This discussion also raises the question as to whether Congress would consider setting aside a pool of CDBG funds that could be triggered with the issuance of a presidential major disaster declaration. Or perhaps consider making such funds available only for major disaster declarations providing assistance to families and individuals. This would not preclude the CDBG-DR awards made in supplemental legislation, but it could also provide a consistently available amount of CDBG-DR dollars for all declared major disasters to enhance housing options, if needed.

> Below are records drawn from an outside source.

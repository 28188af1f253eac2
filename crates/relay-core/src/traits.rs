//! Collaborator traits: persistence, the opaque protocol client, webhook lookup.

use std::sync::Arc;

use async_trait::async_trait;
use thiserror::Error;
use tokio::sync::mpsc;

use crate::{
    event::{ProtocolEvent, QrEvent},
    session::{
        PayloadMode, ProxyConfig, Session, SessionFilter, SessionId, SessionStatus,
        WebhookSettings, event_enabled,
    },
};

/// Storage error.
#[derive(Debug, Error)]
pub enum StorageError {
    #[error("Session not found: {0}")]
    NotFound(SessionId),
    #[error("Session already exists: {0}")]
    AlreadyExists(SessionId),
    #[error("Storage error: {0}")]
    Internal(String),
}

/// Trait for session storage backends.
#[async_trait]
pub trait SessionStorage: Send + Sync {
    /// Persist a new session. Fails if the identifier is taken.
    async fn create(&self, session: &Session) -> Result<(), StorageError>;

    /// Get a session by ID.
    async fn get_by_id(&self, id: &SessionId) -> Result<Option<Session>, StorageError>;

    /// List sessions with optional filter.
    async fn get_all(&self, filter: &SessionFilter) -> Result<Vec<Session>, StorageError>;

    /// Update session status.
    async fn update_status(&self, id: &SessionId, status: SessionStatus) -> Result<(), StorageError>;

    /// Update status and record the protocol address assigned at pairing.
    async fn update_status_and_address(
        &self,
        id: &SessionId,
        status: SessionStatus,
        address: &str,
    ) -> Result<(), StorageError>;

    /// Replace webhook settings.
    async fn update_webhook(&self, id: &SessionId, webhook: &WebhookSettings) -> Result<(), StorageError>;

    /// Replace (or clear) the outbound proxy.
    async fn update_proxy(&self, id: &SessionId, proxy: Option<&ProxyConfig>) -> Result<(), StorageError>;

    /// Remove a session. Removing an unknown session is not an error.
    async fn delete(&self, id: &SessionId) -> Result<(), StorageError>;
}

/// Protocol client error.
#[derive(Debug, Error)]
pub enum ProtocolError {
    #[error("Connect failed: {0}")]
    Connect(String),
    #[error("Pairing failed: {0}")]
    Pairing(String),
    #[error("Client is not connected")]
    NotConnected,
    #[error("Protocol error: {0}")]
    Other(String),
}

/// Callback registered on a protocol client.
pub type EventHandler = Box<dyn Fn(ProtocolEvent) + Send + Sync>;

/// The opaque messaging-protocol client owned by one session.
///
/// Encryption, multi-device sync and the wire codec live behind this trait.
/// Implementations invoke registered handlers one at a time per client.
#[async_trait]
pub trait ProtocolClient: Send + Sync {
    /// Open the protocol connection.
    async fn connect(&self) -> Result<(), ProtocolError>;

    /// Close the protocol connection.
    async fn disconnect(&self);

    fn is_connected(&self) -> bool;

    fn is_logged_in(&self) -> bool;

    /// Register a callback for protocol events.
    fn add_event_handler(&self, handler: EventHandler);

    /// Address held by the device store; `None` until paired.
    fn address(&self) -> Option<String>;

    /// Open the pairing channel. Must be called before `connect` on an
    /// unpaired client.
    async fn qr_channel(&self) -> Result<mpsc::Receiver<QrEvent>, ProtocolError>;
}

/// Builds protocol clients for sessions.
#[async_trait]
pub trait ClientFactory: Send + Sync {
    /// Create a client bound to the session's device store and proxy.
    async fn create_client(&self, session: &Session) -> Result<Arc<dyn ProtocolClient>, ProtocolError>;
}

/// Delivery configuration resolved for one session.
#[derive(Debug, Clone, PartialEq, Eq)]
pub struct WebhookTarget {
    pub url: String,
    pub events: Vec<String>,
    pub mode: PayloadMode,
    /// Paired protocol address, reported in raw payload metadata.
    pub address: Option<String>,
}

impl WebhookTarget {
    /// Resolve a target from stored settings. `None` when delivery is disabled.
    #[must_use]
    pub fn from_session(session: &Session) -> Option<Self> {
        if !session.webhook.is_enabled() {
            return None;
        }
        Some(Self {
            url: session.webhook.url.clone()?,
            events: session.webhook.events.clone(),
            mode: session.webhook.mode,
            address: session.address.clone(),
        })
    }

    /// Whether an event passes the enabled-event filter.
    #[must_use]
    pub fn accepts(&self, event_name: &str) -> bool {
        event_enabled(&self.events, event_name)
    }
}

/// Lookup of per-session webhook targets used by the delivery pipeline.
#[async_trait]
pub trait WebhookTargets: Send + Sync {
    async fn webhook_target(&self, id: &SessionId) -> Option<WebhookTarget>;
}
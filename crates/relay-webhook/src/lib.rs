//! Webhook delivery pipeline for the session relay.
//!
//! Protocol events flow through three stages:
//! - `Dispatcher` - resolve the session's target, filter, build payloads
//! - `DeliveryPipeline` - bounded queue drained by a fixed worker pool
//! - Retry coordinator - re-enqueue failed payloads once their backoff elapses

pub mod backoff;
pub mod dispatcher;
pub mod error;
pub mod payload;
pub mod pipeline;

pub use backoff::{backoff_delay, backoff_delay_with_random};
pub use dispatcher::Dispatcher;
pub use error::WebhookError;
pub use payload::{PayloadType, RawMetadata, WebhookPayload, build_payloads};
pub use pipeline::{DeliveryPipeline, DeliveryStats, StatsSnapshot, WebhookSender};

Group Flood Insurance Linkages

The Group Flood Insurance policies are a three-year investment that may or may not be extended depending on the households' ability or willingness to do so. These investments might increase in worth with linkages to other FEMA programs such as mitigation grants (in helping to identify vulnerable areas) or HUD's CDBG program that could help to subsidize the polices for low income households. Some social service groups have suggested that the policies be extended in some form. For example, in a 2016 letter from Catholic Charities USA to the House Appropriations DHS Subcommittee stated: "We urge you to direct FEMA to develop mechanisms for 3rd party group policies to be maintained for persons in disasters who cannot afford to purchase and maintain flood insurance." While expenses of maintaining polices may be prohibitive, exploring approaches for such an extension is arguably a consistent part of the message; that insurance in place is the strongest preparation for providing a family an opportunity to recover from disaster damage.

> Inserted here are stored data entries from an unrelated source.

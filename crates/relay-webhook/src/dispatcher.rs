//! Ingress dispatch: protocol events in, webhook payloads out.

use std::sync::Arc;

use relay_core::{InboundEvent, WebhookTargets};
use tokio::{sync::mpsc, task::JoinHandle};
use tokio_util::sync::CancellationToken;
use tracing::{debug, warn};

use crate::{
    error::WebhookError,
    payload::{RawMetadata, build_payloads},
    pipeline::WebhookSender,
};

/// Resolves each event's webhook target and enqueues its payloads.
pub struct Dispatcher {
    targets: Arc<dyn WebhookTargets>,
    sender: WebhookSender,
    metadata: RawMetadata,
}

impl Dispatcher {
    #[must_use]
    pub fn new(targets: Arc<dyn WebhookTargets>, sender: WebhookSender) -> Self {
        Self {
            targets,
            sender,
            metadata: RawMetadata::default(),
        }
    }

    /// Override the library metadata reported in raw payloads.
    #[must_use]
    pub fn with_metadata(mut self, metadata: RawMetadata) -> Self {
        self.metadata = metadata;
        self
    }

    /// Enqueue the payloads for one event. Returns how many were enqueued;
    /// zero when the session has no webhook or filters the event out.
    ///
    /// # Errors
    /// `QueueFull` or `Closed` from the delivery queue.
    pub async fn dispatch(&self, event: &InboundEvent) -> Result<usize, WebhookError> {
        let Some(target) = self.targets.webhook_target(&event.session_id).await else {
            debug!(session_id = %event.session_id, "no webhook configured, dropping event");
            return Ok(0);
        };
        if !target.accepts(&event.event_name) {
            debug!(session_id = %event.session_id, event = %event.event_name, "event filtered out");
            return Ok(0);
        }

        let payloads = build_payloads(event, &target, &self.metadata);
        let count = payloads.len();
        for payload in payloads {
            self.sender.send(payload)?;
        }
        Ok(count)
    }

    /// Drain `events` until it closes or `cancel` fires.
    pub fn spawn(self, mut events: mpsc::Receiver<InboundEvent>, cancel: CancellationToken) -> JoinHandle<()> {
        tokio::spawn(async move {
            loop {
                let event = tokio::select! {
                    () = cancel.cancelled() => break,
                    event = events.recv() => match event {
                        Some(event) => event,
                        None => break,
                    },
                };
                if let Err(e) = self.dispatch(&event).await {
                    warn!(
                        session_id = %event.session_id,
                        event = %event.event_name,
                        error = %e,
                        "failed to enqueue webhook"
                    );
                }
            }
            debug!("webhook dispatcher stopped");
        })
    }
}
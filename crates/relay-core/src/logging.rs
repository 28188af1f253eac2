//! Tracing bootstrap shared by binaries and tests.

use tracing_subscriber::{EnvFilter, layer::SubscriberExt, util::SubscriberInitExt};

/// Install a `fmt` subscriber filtered by `RUST_LOG`, falling back to
/// `default_filter`.
///
/// Returns `false` when a global subscriber was already installed.
pub fn init_tracing(default_filter: &str) -> bool {
    let filter = EnvFilter::try_from_default_env().unwrap_or_else(|_| default_filter.into());
    tracing_subscriber::registry()
        .with(tracing_subscriber::fmt::layer())
        .with(filter)
        .try_init()
        .is_ok()
}
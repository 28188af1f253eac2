//! Session orchestration for the session relay.
//!
//! Provides:
//! - `SessionManager` - Drive protocol connections and device pairing
//! - `SessionCache` - TTL index of session state
//! - `LifecycleBus` - Ordered fan-out of session transitions
//! - Storage implementations (memory, SQLite)

pub mod cache;
pub mod lifecycle;
pub mod manager;
pub mod storage;

pub use cache::{CacheStats, SessionCache};
pub use lifecycle::{BusStats, HandlerError, LifecycleBus, LifecycleHandler, SessionActivity};
pub use manager::{ConnectOutcome, ManagerError, SessionManager};
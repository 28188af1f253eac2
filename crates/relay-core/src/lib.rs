//! Core model and collaborator traits for the session relay.
//!
//! This crate provides the fundamental building blocks:
//! - `Session` and friends - the session model
//! - Lifecycle and protocol event types
//! - Storage, protocol client and webhook lookup traits
//! - `RelayConfig` - configuration loading
//! - Tracing bootstrap

pub mod config;
pub mod event;
pub mod logging;
pub mod session;
pub mod traits;

pub use config::{DeliverySettings, RelayConfig, SessionSettings};
pub use event::{InboundEvent, LifecycleEvent, LifecycleKind, ProtocolEvent, QrEvent};
pub use session::{
    PayloadMode, ProxyConfig, QrCodeData, Session, SessionConfig, SessionFilter, SessionId,
    SessionStatus, WebhookSettings, is_valid_webhook_url,
};
pub use traits::{
    ClientFactory, EventHandler, ProtocolClient, ProtocolError, SessionStorage, StorageError,
    WebhookTarget, WebhookTargets,
};
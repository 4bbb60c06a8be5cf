// Dioxus GUI Components Module

pub mod main_window;
pub mod sentiment_chart;
pub mod status_panel;

// Re-exports for convenience
pub use main_window::MainWindow;
pub use sentiment_chart::SentimentChart;
pub use status_panel::CompactStatusPanel;
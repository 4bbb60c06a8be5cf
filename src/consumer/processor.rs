//! メッセージ処理パイプライン実装
//!
//! フィードの1行を解析し、重複排除のうえ集計へ反映する。

use serde_json::Value;
use thiserror::Error;

use crate::analytics::SentimentTracker;

/// メッセージ処理エラー
#[derive(Error, Debug)]
pub enum ProcessingError {
    /// JSONとして解析できない行
    #[error("Invalid JSON message: {0}")]
    InvalidJson(#[from] serde_json::Error),

    /// JSONではあるがオブジェクトではない値
    #[error("Expected a JSON object but got: {kind}")]
    NotAnObject { kind: &'static str },
}

/// 処理結果
#[derive(Debug, Clone, PartialEq)]
pub enum ProcessOutcome {
    /// 集計へ反映された
    Applied { category: String, sentiment: f64 },
    /// 既知タイムスタンプのため破棄された
    Duplicate,
}

/// メッセージプロセッサ設定
#[derive(Debug, Clone, serde::Serialize, serde::Deserialize)]
pub struct MessageProcessorConfig {
    /// カテゴリ未指定時のフォールバック
    pub fallback_category: String,
    /// センチメント未指定時のフォールバック
    pub fallback_sentiment: f64,
}

impl Default for MessageProcessorConfig {
    fn default() -> Self {
        Self {
            fallback_category: "unknown".to_string(),
            fallback_sentiment: 0.0,
        }
    }
}

/// デフォルトメッセージプロセッサ実装
#[derive(Debug, Clone, Default)]
pub struct DefaultMessageProcessor {
    /// プロセッサ設定
    config: MessageProcessorConfig,
}

impl DefaultMessageProcessor {
    /// 新しいメッセージプロセッサを作成
    pub fn new() -> Self {
        Self {
            config: MessageProcessorConfig::default(),
        }
    }

    /// 設定付きでメッセージプロセッサを作成
    pub fn with_config(config: MessageProcessorConfig) -> Self {
        Self { config }
    }

    /// 現在の設定を取得
    pub fn get_config(&self) -> &MessageProcessorConfig {
        &self.config
    }

    /// 設定を更新
    pub fn update_config(&mut self, config: MessageProcessorConfig) {
        self.config = config;
    }

    /// 生のJSON行を1件処理して集計へ反映する
    ///
    /// 手順: 解析 → オブジェクト検査 → タイムスタンプ重複排除 →
    /// `category`（既定 `"unknown"`）と `sentiment`（既定 `0.0`）の抽出 →
    /// 集計更新。解析エラーと型不一致は `Err` として返り、呼び出し側で
    /// ログに落とすだけでループは継続する。集計は一切変更されない。
    pub fn process_line(
        &self,
        line: &str,
        tracker: &mut SentimentTracker,
    ) -> Result<ProcessOutcome, ProcessingError> {
        let value: Value = serde_json::from_str(line)?;

        let object = value.as_object().ok_or(ProcessingError::NotAnObject {
            kind: json_kind(&value),
        })?;

        // 欠落したtimestampはnullと同一視したうえで登録する
        let dedup_key = dedup_key(object.get("timestamp"));
        if !tracker.mark_seen(&dedup_key) {
            return Ok(ProcessOutcome::Duplicate);
        }

        let category = match object.get("category") {
            Some(Value::String(name)) => name.clone(),
            _ => self.config.fallback_category.clone(),
        };
        let sentiment = object
            .get("sentiment")
            .and_then(Value::as_f64)
            .unwrap_or(self.config.fallback_sentiment);

        tracker.record(&category, sentiment);

        Ok(ProcessOutcome::Applied {
            category,
            sentiment,
        })
    }
}

/// timestamp値から重複排除キーを導出する
///
/// 正規化JSON表現をキーとする。フィールド欠落と明示的なnullは
/// 同じキー（"null"）になる。
fn dedup_key(timestamp: Option<&Value>) -> String {
    timestamp.unwrap_or(&Value::Null).to_string()
}

/// エラーメッセージ用のJSON値種別名
fn json_kind(value: &Value) -> &'static str {
    match value {
        Value::Null => "null",
        Value::Bool(_) => "bool",
        Value::Number(_) => "number",
        Value::String(_) => "string",
        Value::Array(_) => "array",
        Value::Object(_) => "object",
    }
}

Maximum Amount of Assistance

The maximum amount of assistance for individuals was established in the Disaster Mitigation Act of 2000 at $25,000.33 Over the last fifteen years that amount, in accordance with the law's adjustment limit, has grown by $8,000 to the current amount of $33,000.34 Congress may decide to consider whether the maximum amount is an adequate amount for providing supplemental help to a household after a disaster incident. The amount does appear to provide the necessary amount to provide the maximum amount of housing rental assistance under the law: 18 months. In addition, any remaining amounts could then be devoted to Other Needs Assistance. Also, it should be noted that FEMA does not deduct the cost of a manufactured housing unit against the IHP limit since the unit may revert back to FEMA. But it might also be argued that an increased amount would be an added impetus to the recovery of the local economy. Also a larger IHP award could be especially helpful to carry out the clause of Section 408 that may provide "financial assistance for the replacement of owner-occupied private residences damaged by a major disaster."35 Similarly, a larger award could also help a household to comply with that section's flood insurance requirement. However striking a balance is important since a more generous amount might discourage the purchase of insurance.

The STEP Program Availability

Similar to the support offered by CDBG another program not always available in every disaster is the Sheltering and Temporary Essential Power (STEP) program.36 Under this program FEMA works with state and local governments to reach out to homeowners to perform certain necessary and essential measures to help "restore power, heat and hot water to primary residences that could regain power through necessary and essential repairs. STEP can help residents safely shelter-in-place in their homes pending more permanent repairs."37 This was a pilot program created by FEMA to meet this specific need but is similar to previous FEMA efforts to implement emergency repairs, such as the "Operation Blue Roof" programs it employed in the Caribbean following devastating hurricane damage in the Virgin Islands and Puerto Rico.38 Similar operations were also carried out in Texas following a string of tornadoes in 2007.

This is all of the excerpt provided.